• **EXERCISE AIM**
This exercise requires an exact copy of each line from the one containing "but is not valid JSON." down to the last line below.

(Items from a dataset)
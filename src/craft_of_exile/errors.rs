//! Craft of Exile error types.

use thiserror::Error;

#[derive(Debug, Error)]
pub enum CraftOfExileError {
    /// Every candidate URL failed.
    #[error("unable to download craft of exile bundle ({})", attempts.join("; "))]
    DownloadFailed { attempts: Vec<String> },

    /// The downloaded bundle is not valid JSON.
    #[error("craft of exile payload is not valid JSON: {reason}")]
    InvalidPayload { reason: String },

    /// No cached bundle at the expected path.
    #[error("craft of exile dataset not found at {path}")]
    NotFound { path: String },

    /// The cached bundle exists but is not valid JSON.
    #[error("craft of exile cache at {path} is not valid JSON: {reason}")]
    InvalidCache { path: String, reason: String },

    #[error("i/o error at {path}: {reason}")]
    Io { path: String, reason: String },

    /// The HTTP client could not be constructed.
    #[error("http client error: {reason}")]
    Client { reason: String },
}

• **RESULT FOR THIS TASK**
    /// The cached bundle exists but is not valid JSON.
    #[error("craft of exile cache at {path} is not valid JSON: {reason}")]
    InvalidCache { path: String, reason: String },

    #[error("i/o error at {path}: {reason}")]
    Io { path: String, reason: String },

    /// The HTTP client could not be constructed.
    #[error("http client error: {reason}")]
    Client { reason: String },
}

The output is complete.